Please tally the lines in the material below that contain the word "derive", and give the count only.
Records for the exercise below:
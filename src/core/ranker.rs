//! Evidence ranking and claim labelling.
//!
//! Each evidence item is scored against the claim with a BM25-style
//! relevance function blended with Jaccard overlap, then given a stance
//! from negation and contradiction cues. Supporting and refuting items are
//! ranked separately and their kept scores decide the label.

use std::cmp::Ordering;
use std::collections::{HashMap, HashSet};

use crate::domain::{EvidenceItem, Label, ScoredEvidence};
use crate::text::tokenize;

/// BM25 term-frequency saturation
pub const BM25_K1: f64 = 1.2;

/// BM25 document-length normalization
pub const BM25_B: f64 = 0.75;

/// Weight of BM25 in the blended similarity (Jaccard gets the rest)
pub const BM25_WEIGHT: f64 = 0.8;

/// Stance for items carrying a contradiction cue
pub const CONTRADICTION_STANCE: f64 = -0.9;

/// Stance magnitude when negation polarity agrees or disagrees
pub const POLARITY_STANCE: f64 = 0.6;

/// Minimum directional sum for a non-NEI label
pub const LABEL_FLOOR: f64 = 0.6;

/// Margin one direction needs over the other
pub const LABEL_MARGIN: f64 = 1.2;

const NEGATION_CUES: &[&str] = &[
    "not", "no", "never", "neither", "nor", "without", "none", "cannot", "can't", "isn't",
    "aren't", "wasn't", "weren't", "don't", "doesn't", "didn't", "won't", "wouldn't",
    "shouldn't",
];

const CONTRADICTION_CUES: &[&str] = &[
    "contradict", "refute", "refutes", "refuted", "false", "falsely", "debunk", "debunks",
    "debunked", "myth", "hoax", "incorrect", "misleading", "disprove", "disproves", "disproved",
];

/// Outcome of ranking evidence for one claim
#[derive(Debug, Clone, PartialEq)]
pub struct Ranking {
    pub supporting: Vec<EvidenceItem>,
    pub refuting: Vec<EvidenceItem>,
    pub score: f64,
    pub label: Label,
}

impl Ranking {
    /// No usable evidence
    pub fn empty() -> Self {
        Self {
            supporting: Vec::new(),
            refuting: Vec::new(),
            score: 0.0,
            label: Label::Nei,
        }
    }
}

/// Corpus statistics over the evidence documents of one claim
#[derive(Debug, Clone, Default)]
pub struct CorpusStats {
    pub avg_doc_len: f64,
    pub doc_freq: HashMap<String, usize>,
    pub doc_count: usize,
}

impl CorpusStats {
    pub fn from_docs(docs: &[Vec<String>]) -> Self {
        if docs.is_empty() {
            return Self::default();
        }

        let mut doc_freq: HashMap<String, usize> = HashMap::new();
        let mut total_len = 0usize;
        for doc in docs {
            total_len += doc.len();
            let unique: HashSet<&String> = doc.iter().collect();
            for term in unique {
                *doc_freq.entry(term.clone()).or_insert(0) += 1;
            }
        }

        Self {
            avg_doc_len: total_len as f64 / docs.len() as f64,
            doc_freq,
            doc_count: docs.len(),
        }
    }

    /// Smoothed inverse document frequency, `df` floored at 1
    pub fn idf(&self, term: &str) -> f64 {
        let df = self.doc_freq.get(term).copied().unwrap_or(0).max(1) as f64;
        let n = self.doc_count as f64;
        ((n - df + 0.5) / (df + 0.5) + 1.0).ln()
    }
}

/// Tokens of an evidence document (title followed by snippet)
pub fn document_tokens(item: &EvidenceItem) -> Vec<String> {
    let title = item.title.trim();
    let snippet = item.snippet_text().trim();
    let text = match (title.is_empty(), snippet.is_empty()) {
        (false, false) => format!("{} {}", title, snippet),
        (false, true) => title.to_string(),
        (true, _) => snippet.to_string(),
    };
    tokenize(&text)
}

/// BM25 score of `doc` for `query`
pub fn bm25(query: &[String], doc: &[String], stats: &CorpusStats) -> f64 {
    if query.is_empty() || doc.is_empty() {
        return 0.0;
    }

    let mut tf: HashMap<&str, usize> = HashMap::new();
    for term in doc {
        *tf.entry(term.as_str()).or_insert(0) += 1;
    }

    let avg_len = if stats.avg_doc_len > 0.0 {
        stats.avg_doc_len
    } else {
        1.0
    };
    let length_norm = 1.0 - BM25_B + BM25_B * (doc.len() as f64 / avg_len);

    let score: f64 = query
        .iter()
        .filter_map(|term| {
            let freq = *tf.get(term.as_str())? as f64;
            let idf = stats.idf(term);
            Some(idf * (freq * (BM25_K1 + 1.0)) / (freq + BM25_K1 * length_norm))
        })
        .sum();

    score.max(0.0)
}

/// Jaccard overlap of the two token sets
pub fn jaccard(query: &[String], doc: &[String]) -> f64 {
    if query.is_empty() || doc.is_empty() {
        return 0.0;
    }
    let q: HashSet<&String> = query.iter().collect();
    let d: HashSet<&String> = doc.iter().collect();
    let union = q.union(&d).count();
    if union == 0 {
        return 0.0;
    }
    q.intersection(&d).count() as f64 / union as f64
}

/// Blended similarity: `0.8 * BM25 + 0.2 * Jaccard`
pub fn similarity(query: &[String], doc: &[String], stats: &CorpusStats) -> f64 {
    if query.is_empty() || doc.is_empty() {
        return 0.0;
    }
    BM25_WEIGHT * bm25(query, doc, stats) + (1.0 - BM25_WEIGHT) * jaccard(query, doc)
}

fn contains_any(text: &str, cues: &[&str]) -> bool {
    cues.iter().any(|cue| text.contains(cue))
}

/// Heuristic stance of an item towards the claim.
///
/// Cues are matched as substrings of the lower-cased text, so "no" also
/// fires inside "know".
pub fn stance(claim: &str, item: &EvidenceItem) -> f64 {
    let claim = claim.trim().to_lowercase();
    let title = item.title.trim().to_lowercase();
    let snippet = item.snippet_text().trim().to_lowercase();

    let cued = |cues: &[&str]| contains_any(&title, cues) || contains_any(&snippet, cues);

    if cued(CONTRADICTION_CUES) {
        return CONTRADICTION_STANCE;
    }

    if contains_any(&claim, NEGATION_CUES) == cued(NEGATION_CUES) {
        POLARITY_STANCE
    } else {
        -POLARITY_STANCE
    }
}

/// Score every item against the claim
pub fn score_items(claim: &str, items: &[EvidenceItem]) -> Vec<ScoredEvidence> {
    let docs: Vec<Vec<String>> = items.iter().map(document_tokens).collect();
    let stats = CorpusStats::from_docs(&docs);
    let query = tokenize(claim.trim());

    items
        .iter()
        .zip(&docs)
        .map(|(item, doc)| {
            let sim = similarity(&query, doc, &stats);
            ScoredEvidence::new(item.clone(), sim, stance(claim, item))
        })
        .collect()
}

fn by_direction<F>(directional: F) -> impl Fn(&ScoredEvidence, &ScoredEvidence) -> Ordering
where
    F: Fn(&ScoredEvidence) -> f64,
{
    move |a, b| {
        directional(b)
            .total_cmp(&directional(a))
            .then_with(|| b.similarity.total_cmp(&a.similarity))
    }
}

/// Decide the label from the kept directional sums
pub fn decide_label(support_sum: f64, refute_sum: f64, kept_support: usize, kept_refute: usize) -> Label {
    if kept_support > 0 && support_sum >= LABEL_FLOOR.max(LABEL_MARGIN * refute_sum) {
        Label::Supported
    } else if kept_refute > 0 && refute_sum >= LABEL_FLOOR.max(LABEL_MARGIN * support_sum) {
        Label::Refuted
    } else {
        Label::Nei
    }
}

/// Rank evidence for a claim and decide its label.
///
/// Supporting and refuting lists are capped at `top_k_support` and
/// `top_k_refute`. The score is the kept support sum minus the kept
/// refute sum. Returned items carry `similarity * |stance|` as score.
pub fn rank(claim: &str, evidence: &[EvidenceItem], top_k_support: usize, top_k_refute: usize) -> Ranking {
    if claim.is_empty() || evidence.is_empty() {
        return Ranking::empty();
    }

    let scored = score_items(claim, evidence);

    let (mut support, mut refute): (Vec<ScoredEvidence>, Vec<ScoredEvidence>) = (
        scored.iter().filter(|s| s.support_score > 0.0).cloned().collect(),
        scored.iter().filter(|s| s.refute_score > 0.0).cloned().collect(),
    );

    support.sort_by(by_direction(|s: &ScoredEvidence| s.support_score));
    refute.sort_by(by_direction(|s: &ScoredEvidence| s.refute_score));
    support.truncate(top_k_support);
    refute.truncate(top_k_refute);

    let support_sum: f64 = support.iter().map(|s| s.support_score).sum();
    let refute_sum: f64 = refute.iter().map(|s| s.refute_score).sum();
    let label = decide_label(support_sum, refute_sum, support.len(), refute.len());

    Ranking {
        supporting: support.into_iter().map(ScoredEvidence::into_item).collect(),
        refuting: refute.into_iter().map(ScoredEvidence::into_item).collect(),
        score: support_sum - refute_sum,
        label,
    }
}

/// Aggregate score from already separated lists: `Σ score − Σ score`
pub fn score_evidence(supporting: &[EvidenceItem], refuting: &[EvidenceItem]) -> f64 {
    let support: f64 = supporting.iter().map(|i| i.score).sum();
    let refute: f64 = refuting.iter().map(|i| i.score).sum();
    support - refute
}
End of Records for the exercise.
### Task output
2